I'll investigate whether this is the culprit and why it causes the machine's network subsystem to go down so badly.

But I think there is another more basic issue at play, and it has to do with the setup of the Jenkins master: since the master is running inside a container, it's generating Docker commands that make sense within the container's context. But since the Docker daemon runs at host level, those Docker commands are executing at host level; the commands don't always make sense within that context. I'll confirm this too. The blog post I mentioned earlier sets up things in a way that solves the context related problems.

Answer 5 · 2020-03-07T19:44:17.000Z

Following up on this:

But I think there is another more basic issue at play, and it has to do with the setup of the Jenkins master: since the master is running inside a container, it's generating Docker commands that make sense within the container's context. But since the Docker daemon runs at host level, those Docker commands are executing at host level; the commands don't always make sense within that context. I'll confirm this too.

For example, I can see that Docker is telling the sysbox runtime to mount the host's docker socket (/var/run/docker.sock) into the jenkins agent container:

        {                                                                                                                                                                                                                                                                        
            "destination": "/var/run/docker.sock",                                                                                                                                                                                                                               
            "options": [                                                                                                                                                                                                                                                         
                "rbind",                                                                                                                                                                                                                                                         
                "rprivate"                                                                                                                                                                                                                                                       
            ],                                                                                                                                                                                                                                                                   
            "source": "/var/run/docker.sock",                                                                                                                                                                                                                                    
            "type": "bind"                                                                                                                                                                                                                                                       
        }

This mount occurs because the Jenkins agent container inherits mounts from the Jenkins master (i.e., docker run --volumes-from option), and the host's docker socket is mounted on the Jenkins master.

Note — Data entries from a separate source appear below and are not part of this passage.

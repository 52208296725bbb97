//! CLI command handlers.

use std::sync::Arc;

use chrono::{Datelike, Local};

use super::{AttachmentCommands, CalendarArgs, CreatePostArgs, GlobalArgs, PostCommands};
use crate::api::attachments::{format_file_size, guess_content_type};
use crate::api::{google_authorize_url, JobBlogClient, JobPostRequest, JobPostSummary};
use crate::auth::Session;
use crate::calendar::{calendar_days, group_by_closing_day, search_window};
use crate::client::HttpTransport;
use crate::config::ClientConfig;
use crate::error::{JobBlogError, Result};

/// Build a client from flags and environment, bootstrapping from the
/// refresh credential when no access token was given.
pub async fn connect(global: &GlobalArgs) -> Result<JobBlogClient> {
    let mut config = ClientConfig::from_env();
    if let Some(base_url) = &global.base_url {
        config = config.with_base_url(base_url.clone());
    }

    let transport = HttpTransport::new(&config)?;
    if let Some(refresh) = &global.refresh_token {
        transport.set_refresh_credential(refresh)?;
    }

    let session = Session::new();
    if let Some(access) = &global.access_token {
        session.set_token(access.as_str());
    }

    let client = JobBlogClient::with_transport(config, Arc::new(transport), session);
    if !client.session().is_authenticated() && global.refresh_token.is_some() {
        client.oauth().bootstrap().await;
    }
    Ok(client)
}

fn require_session(client: &JobBlogClient) -> Result<()> {
    if client.session().is_authenticated() {
        Ok(())
    } else {
        Err(JobBlogError::NotSignedIn)
    }
}

/// Handle `jobblog me`.
pub async fn handle_me(client: &JobBlogClient) -> Result<()> {
    require_session(client)?;
    println!("{}", client.users().me().await?);
    Ok(())
}

/// Handle `jobblog health`.
pub async fn handle_health(client: &JobBlogClient) -> Result<()> {
    if client.users().health().await {
        println!("ok: {}", client.config().base_url);
        Ok(())
    } else {
        Err(JobBlogError::Configuration(format!(
            "API at {} is not reachable",
            client.config().base_url
        )))
    }
}

fn print_summaries(posts: &[JobPostSummary]) {
    if posts.is_empty() {
        println!("No postings.");
        return;
    }
    for post in posts {
        println!(
            "{:>6}  {:<12}  {}  {} - {}",
            post.id,
            post.status.label(),
            post.closing_date_time.format("%Y-%m-%d %H:%M"),
            post.company_name,
            post.title
        );
    }
}

/// Handle `jobblog posts ...`.
pub async fn handle_posts(client: &JobBlogClient, command: PostCommands) -> Result<()> {
    require_session(client)?;
    let posts = client.job_posts();
    match command {
        PostCommands::Mine => print_summaries(&posts.list_mine().await?),
        PostCommands::Search { from, to } => print_summaries(&posts.search(from, to).await?),
        PostCommands::Show { id } => {
            let post = posts.get(id).await?;
            println!("{} - {}", post.company_name, post.title);
            println!("Status:  {}", post.status.label());
            println!("Closes:  {}", post.closing_date_time.format("%Y-%m-%d %H:%M"));
            if !post.apply_url.is_empty() {
                println!("Apply:   {}", post.apply_url);
            }
            if !post.description.is_empty() {
                println!();
                println!("{}", post.description);
            }
        }
        PostCommands::Create(args) => {
            let id = posts.create(&create_request(args)).await?;
            println!("Created posting {id}");
        }
        PostCommands::Status { id, status } => {
            posts.set_status(id, status).await?;
            println!("Posting {id} is now {}", status.label());
        }
        PostCommands::Delete { id } => {
            posts.delete(id).await?;
            println!("Deleted posting {id}");
        }
    }
    Ok(())
}

fn create_request(args: CreatePostArgs) -> JobPostRequest {
    JobPostRequest::builder()
        .company_name(args.company)
        .title(args.title)
        .description(args.description)
        .apply_url(args.apply_url)
        .closing_date_time(args.closing)
        .status(args.status)
        .build()
}

/// Handle `jobblog calendar`.
pub async fn handle_calendar(client: &JobBlogClient, args: CalendarArgs) -> Result<()> {
    require_session(client)?;
    let month = args.month.unwrap_or_else(|| Local::now().date_naive());
    let (from, to) = search_window(month);
    let posts = client.job_posts().search(Some(from), Some(to)).await?;
    let by_day = group_by_closing_day(&posts);

    println!("{}", month.format("%B %Y"));
    for day in calendar_days(month) {
        if day.month() != month.month() {
            continue;
        }
        let Some(closing) = by_day.get(&day) else {
            continue;
        };
        println!("{} ({})", day.format("%a %d"), closing.len());
        for post in closing {
            println!("    [{}] {} - {}", post.status.label(), post.company_name, post.title);
        }
    }
    Ok(())
}

/// Handle `jobblog attachments ...`.
pub async fn handle_attachments(client: &JobBlogClient, command: AttachmentCommands) -> Result<()> {
    require_session(client)?;
    let attachments = client.attachments();
    match command {
        AttachmentCommands::Upload { path, content_type } => {
            let file_name = path
                .file_name()
                .and_then(|name| name.to_str())
                .ok_or_else(|| {
                    JobBlogError::InvalidArgument(format!("not a file path: {}", path.display()))
                })?
                .to_string();
            let content_type = content_type.unwrap_or_else(|| guess_content_type(&file_name));
            let bytes = tokio::fs::read(&path).await?;
            let attachment = attachments.upload(&file_name, &content_type, bytes).await?;
            println!(
                "Uploaded {} ({}) as attachment {}",
                attachment.original_name,
                format_file_size(attachment.size),
                attachment.id
            );
        }
        AttachmentCommands::DownloadUrl { id } => {
            println!("{}", attachments.download_url(id).await?);
        }
        AttachmentCommands::Delete { id } => {
            attachments.delete(id).await?;
            println!("Deleted attachment {id}");
        }
    }
    Ok(())
}

/// Handle `jobblog login-url`.
pub fn handle_login_url(client: &JobBlogClient) -> Result<()> {
    let google = client.config().google.as_ref().ok_or_else(|| {
        JobBlogError::Configuration(
            "set JOBBLOG_GOOGLE_CLIENT_ID and JOBBLOG_GOOGLE_REDIRECT_URI".to_string(),
        )
    })?;
    println!("{}", google_authorize_url(google)?);
    Ok(())
}

/// Handle `jobblog logout`.
pub async fn handle_logout(client: &JobBlogClient) -> Result<()> {
    client.oauth().logout().await;
    println!("Signed out");
    Ok(())
}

But this is not what you want on the Jenkins agent, because in this case the jenkins agent container is a system container with a dedicated docker daemon in it. Thus, mounting the host docker's socket into the Jenkins agent would defeat the purpose.

@michelkaeser: I suggest you setup things as explained in this Nestybox blog article, as it avoids the problem described above and it's a cleaner solution in my view.

Having said this, I'll continue to investigate why the failure was so drastic that it caused the machine's network subsystem to go down.

Answer 6 · 2020-03-07T19:45:29.000Z

Following up on:

I suspect the problem is related to the following prestart hook.

I did an experiment where I disabled the prestart hook processing in the sysbox runtime, but the problem still reproduces. This means the prestart hook is not the culprit.

Answer 7 · 2020-03-07T23:06:07.000Z

I'll continue to investigate why the failure was so drastic that it caused the machine's network subsystem to go down.

Found the culprit:

The Jenkins agent container is run with sysbox-runc. This agent inherits its volume mounts from the Jenkins master (i.e., docker run --runtime=sysbox-runc --volumes-from ...). The Jenkins master has a mount from the host's /var/run/docker.sock into the same directory inside the container. Thus, the Jenkins agent will also have such a mount.

When sysbox-runc is asked to bind-mount directories from the host into the container, it mounts the Ubuntu shiftfs filesystem onto said directories. In this case, sysbox-runc is mounting shiftfs into /var/run in the host. But this mount has the side-effect of making the directory non-executable, which pretty much kills the host since many of it's services are listening via sockets inside /var/run.

It's a bug in sysbox-runc: it has a list of host directories on which it should never mount shiftfs, and /var/run (as well as /run) are currently not on that list. They should be.

The reason we didn't stumble into this problem in the past is that we never mount the host's /var/run/docker.sock (or any other file under /var/run/) into a system container in our tests. The reasoning being that a system container acts as a virtual host, so it should have its own docker daemon and /var/run which are totally isolated from the one on the host.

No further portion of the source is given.